I know it filled me with the Christmas spirit. Not the same kind though. The Christmas spirit I feel is one of disgust and shame. Every year around this time I start to feel it and it doesn’t leave until I’m blatheringly drunk on New Year’s Eve. The Christmas season is the most disgusting and brazenly insulting time of year for me. I see people behaving like greedy stupid animals pushing each other out of the way in a sick race to willfully exchange their money for absolute garbage. When I hear Christmas music coming out of a speaker in a store I don’t think of the miraculous virgin birth of Jesus Christ the King of the Jews. I think of all the money that is being wasted. I think of some C.E.O. somewhere sitting on a corporate jet drinking expensive champagne and laughing as he watches the numbers in his Swiss bank account soar to figures I’ll never know. I think of the endless green and red junk mail with pictures of white models pretending to be a disgusting suburban upper middle class happy family. I think of people driving SUVs cutting people off at intersections while they’re on their cellphones. I think of unhappy 20 year olds working their asses off for minimum wage at a temporary kiosk in the mall selling useless crap to old ladies while a mean greasy manager yells at them an tells them to smile more. Christmas is not a happy time for me. It does not fill me with warmth and love. It fills my heart with a heavy black weight and contorts my face into a twisted grimace. I look at the people that “get into it” and I am filled with disgust and loathing. I am disappointed to the very fiber of my being by the endless grab at the almighty dollar by huge international conglomerates, but moreso by the stupid sheep that endlessly swipe their credit cards amassing debt that they’ll never pay off so they can buy their ungrateful and spoiled teenage children the latest electronic toy that will further detach them from actual human contact. Christmas is not a celebration of goodwill and humanity, but a garish ritual of blind consumerism that is largely responsible for the poverty and misery of most of the rest of the world.

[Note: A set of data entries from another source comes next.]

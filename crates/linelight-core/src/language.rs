use crate::tree::Element;

/// How a code block's declared language resolved.
#[derive(Clone, Debug, PartialEq, Eq)]
pub enum Language {
    /// No `language-*` class on the element; the block is segmented and
    /// annotated without tokenization.
    Plain,
    /// Canonical engine identifier after alias lookup.
    Resolved(String),
    /// Unknown token kept verbatim because missing languages are ignored;
    /// tokenization is skipped.
    Suppressed(String),
}

const LANGUAGE_PREFIX: &str = "language-";

/// Extracts the declared language token from a code element's class list.
///
/// The `language-` prefix matches case-insensitively; the token itself
/// keeps its case for the engine's alias lookup.
pub fn language_token(element: &Element) -> Option<&str> {
    for class in &element.classes {
        if let Some(prefix) = class.get(..LANGUAGE_PREFIX.len())
            && prefix.eq_ignore_ascii_case(LANGUAGE_PREFIX)
        {
            let token = &class[LANGUAGE_PREFIX.len()..];
            if !token.is_empty() {
                return Some(token);
            }
        }
    }
    None
}

/// Splits a declared token into the grammar to tokenize with and whether
/// the block is in diff mode (`diff` itself, or `diff-<inner>` which
/// tokenizes with `<inner>`'s grammar).
pub(crate) fn tokenization_target(token: &str) -> (&str, bool) {
    match token.strip_prefix("diff-") {
        Some(inner) if !inner.is_empty() => (inner, true),
        _ if token == "diff" => (token, true),
        _ => (token, false),
    }
}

I suspect that guy sitting next to me in the movie theater was indicative of most of the people in this country. He would rather hear the actors on the screen sing phony baloney Christmas bullshit than hear a real person point out the cold ugly truth. He’s happy to swallow the numbing pill so he can’t feel the leeches eating his soul. He’s quite content to wrap himself in a lie and live in a shallow fantasy that never even comes close to living up to the hype.
Sir, I’m sorry I offended you, but I’ll never stop. Just as you paid good money for your seat in that theater, so did I. And while you may choose to fool yourself into believing that things aren’t as fucked up as they are, I do not. I will always speak my mind and point out exactly how fucked up this culture is as loud as I can every chance I get, and if that means I have to step on the toes of people unwittingly buying into the scam then so be it. You may not agree with what I have to say about things, but at least you’ll know that not everybody thinks all of this is okay. When the same monsters that brought you that stupid commercial foreclose on your house and leave you and your stupid family hungry in the street maybe then you’ll look back and see that I was right. For your sake I hope that doesn’t happen, but after gauging your reaction to what I was saying I don’t see any other way you’ll ever learn.